BEGIN

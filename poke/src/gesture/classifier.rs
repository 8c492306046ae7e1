//! Finger extension heuristics from wrist-relative joint distances.
//!
//! A finger counts as extended when its tip is at least as far from the
//! wrist as its proximal joint. Missing joints never extend a finger.

use crate::hand::{Finger, Hand, HandJoint, JointLookup, Vec3};

/// Whether a finger is extended, given its wrist, proximal and tip positions.
///
/// Returns `false` when any of the three joints is unavailable. Compares
/// squared distances, so no square root is taken.
pub fn is_finger_extended(wrist: Option<Vec3>, proximal: Option<Vec3>, tip: Option<Vec3>) -> bool {
    let (Some(wrist), Some(proximal), Some(tip)) = (wrist, proximal, tip) else {
        return false;
    };
    squared_distance(&wrist, &tip) >= squared_distance(&wrist, &proximal)
}

/// Evaluate [`is_finger_extended`] for one finger of one hand.
pub fn finger_extended(joints: &dyn JointLookup, hand: Hand, finger: Finger) -> bool {
    is_finger_extended(
        joints.joint_position(hand, HandJoint::Wrist),
        joints.joint_position(hand, finger.proximal()),
        joints.joint_position(hand, finger.tip()),
    )
}

/// Per-finger results of one classification pass.
#[derive(Debug, Clone, Copy, PartialEq, Eq, Default)]
pub struct FingerReport {
    pub thumb: bool,
    pub index: bool,
    pub middle: bool,
    pub ring: bool,
    pub little: bool,
}

impl FingerReport {
    /// Thumb extended and the four remaining finger predicates all hold.
    ///
    /// The index, middle, ring and little predicates use the same
    /// extension test as the thumb and are combined without negation.
    pub fn is_poking(&self) -> bool {
        self.thumb && self.index && self.middle && self.ring && self.little
    }

    pub fn get(&self, finger: Finger) -> bool {
        match finger {
            Finger::Thumb => self.thumb,
            Finger::Index => self.index,
            Finger::Middle => self.middle,
            Finger::Ring => self.ring,
            Finger::Little => self.little,
        }
    }

    /// Generate s-expression for status output.
    pub fn sexp(&self) -> String {
        let flag = |b: bool| if b { "t" } else { "nil" };
        format!(
            "(:thumb {} :index {} :middle {} :ring {} :little {})",
            flag(self.thumb),
            flag(self.index),
            flag(self.middle),
            flag(self.ring),
            flag(self.little),
        )
    }
}

/// Classify all five fingers of `hand`.
pub fn classify_hand(joints: &dyn JointLookup, hand: Hand) -> FingerReport {
    FingerReport {
        thumb: finger_extended(joints, hand, Finger::Thumb),
        index: finger_extended(joints, hand, Finger::Index),
        middle: finger_extended(joints, hand, Finger::Middle),
        ring: finger_extended(joints, hand, Finger::Ring),
        little: finger_extended(joints, hand, Finger::Little),
    }
}

/// Squared Euclidean distance between two 3D points.
fn squared_distance(a: &Vec3, b: &Vec3) -> f32 {
    let dx = b[0] - a[0];
    let dy = b[1] - a[1];
    let dz = b[2] - a[2];
    dx * dx + dy * dy + dz * dz
}

// ── Test helpers ───────────────────────────────────────────

/// Snapshot with the wrist at the origin and every finger laid along +Y,
/// proximal at 1.0 and tip at 2.0.
#[cfg(test)]
fn extended_hand(hand: Hand) -> crate::hand::HandSnapshot {
    let mut snap = crate::hand::HandSnapshot::new(hand);
    snap.set_joint(HandJoint::Wrist, [0.0, 0.0, 0.0]);
    for (i, finger) in Finger::ALL.iter().enumerate() {
        let x = i as f32 * 0.1;
        snap.set_joint(finger.proximal(), [x, 1.0, 0.0]);
        snap.set_joint(finger.tip(), [x, 2.0, 0.0]);
    }
    snap
}

// ── Tests ──────────────────────────────────────────────────

#[cfg(test)]
mod tests {
    use super::*;

    #[test]
    fn test_thumb_extended_along_axis() {
        assert!(is_finger_extended(
            Some([0.0, 0.0, 0.0]),
            Some([0.0, 1.0, 0.0]),
            Some([0.0, 2.0, 0.0]),
        ));
    }

    #[test]
    fn test_tip_closer_than_proximal() {
        assert!(!is_finger_extended(
            Some([0.0, 0.0, 0.0]),
            Some([0.0, 1.0, 0.0]),
            Some([0.0, 0.5, 0.0]),
        ));
    }

    #[test]
    fn test_equal_distance_counts_as_extended() {
        // Tip on the same sphere around the wrist as the proximal joint.
        assert!(is_finger_extended(
            Some([0.0, 0.0, 0.0]),
            Some([0.0, 1.0, 0.0]),
            Some([1.0, 0.0, 0.0]),
        ));
    }

    #[test]
    fn test_missing_joint_is_not_extended() {
        let w = Some([0.0, 0.0, 0.0]);
        let p = Some([0.0, 1.0, 0.0]);
        let t = Some([0.0, 2.0, 0.0]);
        assert!(!is_finger_extended(None, p, t));
        assert!(!is_finger_extended(w, None, t));
        assert!(!is_finger_extended(w, p, None));
        assert!(!is_finger_extended(None, None, None));
    }

    #[test]
    fn test_direction_independent() {
        // Only distances matter, not which way the finger points.
        let wrist = Some([1.0, 1.0, 1.0]);
        assert!(is_finger_extended(wrist, Some([1.0, 1.0, 0.5]), Some([1.0, 1.0, -1.0])));
        assert!(!is_finger_extended(wrist, Some([3.0, 1.0, 1.0]), Some([1.0, 2.0, 1.0])));
    }

    #[test]
    fn test_sweep_matches_distance_comparison() {
        let wrist = [0.0, 0.0, 0.0];
        let proximal = [0.0, 0.04, 0.02];
        let prox_d2 = squared_distance(&wrist, &proximal);
        for step in 0..40 {
            let tip = [0.01, step as f32 * 0.0025, -0.01];
            let expected = squared_distance(&wrist, &tip) >= prox_d2;
            assert_eq!(
                is_finger_extended(Some(wrist), Some(proximal), Some(tip)),
                expected,
                "tip {:?}",
                tip,
            );
        }
    }

    #[test]
    fn test_squared_distance() {
        assert!((squared_distance(&[0.0, 0.0, 0.0], &[3.0, 4.0, 0.0]) - 25.0).abs() < 1e-6);
        assert_eq!(squared_distance(&[1.0, 2.0, 3.0], &[1.0, 2.0, 3.0]), 0.0);
    }

    #[test]
    fn test_classify_extended_hand() {
        let snap = extended_hand(Hand::Right);
        let report = classify_hand(&snap, Hand::Right);
        for finger in Finger::ALL {
            assert!(report.get(finger), "{} should be extended", finger.as_str());
        }
        assert!(report.is_poking());
    }

    #[test]
    fn test_classify_other_hand_sees_nothing() {
        let snap = extended_hand(Hand::Right);
        let report = classify_hand(&snap, Hand::Left);
        assert_eq!(report, FingerReport::default());
        assert!(!report.is_poking());
    }

    #[test]
    fn test_curled_index_breaks_poke() {
        let mut snap = extended_hand(Hand::Left);
        snap.set_joint(HandJoint::IndexTip, [0.0, 0.5, 0.0]);
        let report = classify_hand(&snap, Hand::Left);
        assert!(report.thumb);
        assert!(!report.index);
        assert!(!report.is_poking());
    }

    #[test]
    fn test_missing_wrist_fails_every_finger() {
        let mut snap = extended_hand(Hand::Left);
        snap.clear_joint(HandJoint::Wrist);
        assert_eq!(classify_hand(&snap, Hand::Left), FingerReport::default());
    }

    #[test]
    fn test_report_sexp() {
        let report = FingerReport {
            thumb: true,
            ..Default::default()
        };
        let sexp = report.sexp();
        assert_eq!(sexp, "(:thumb t :index nil :middle nil :ring nil :little nil)");
        assert!(lexpr::from_str(&sexp).is_ok());
    }
}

END

TASK PROMPT: Copy all lines from the material that contain "false".

TASK SOLUTION:
/// Returns `false` when any of the three joints is unavailable. Compares
        return false;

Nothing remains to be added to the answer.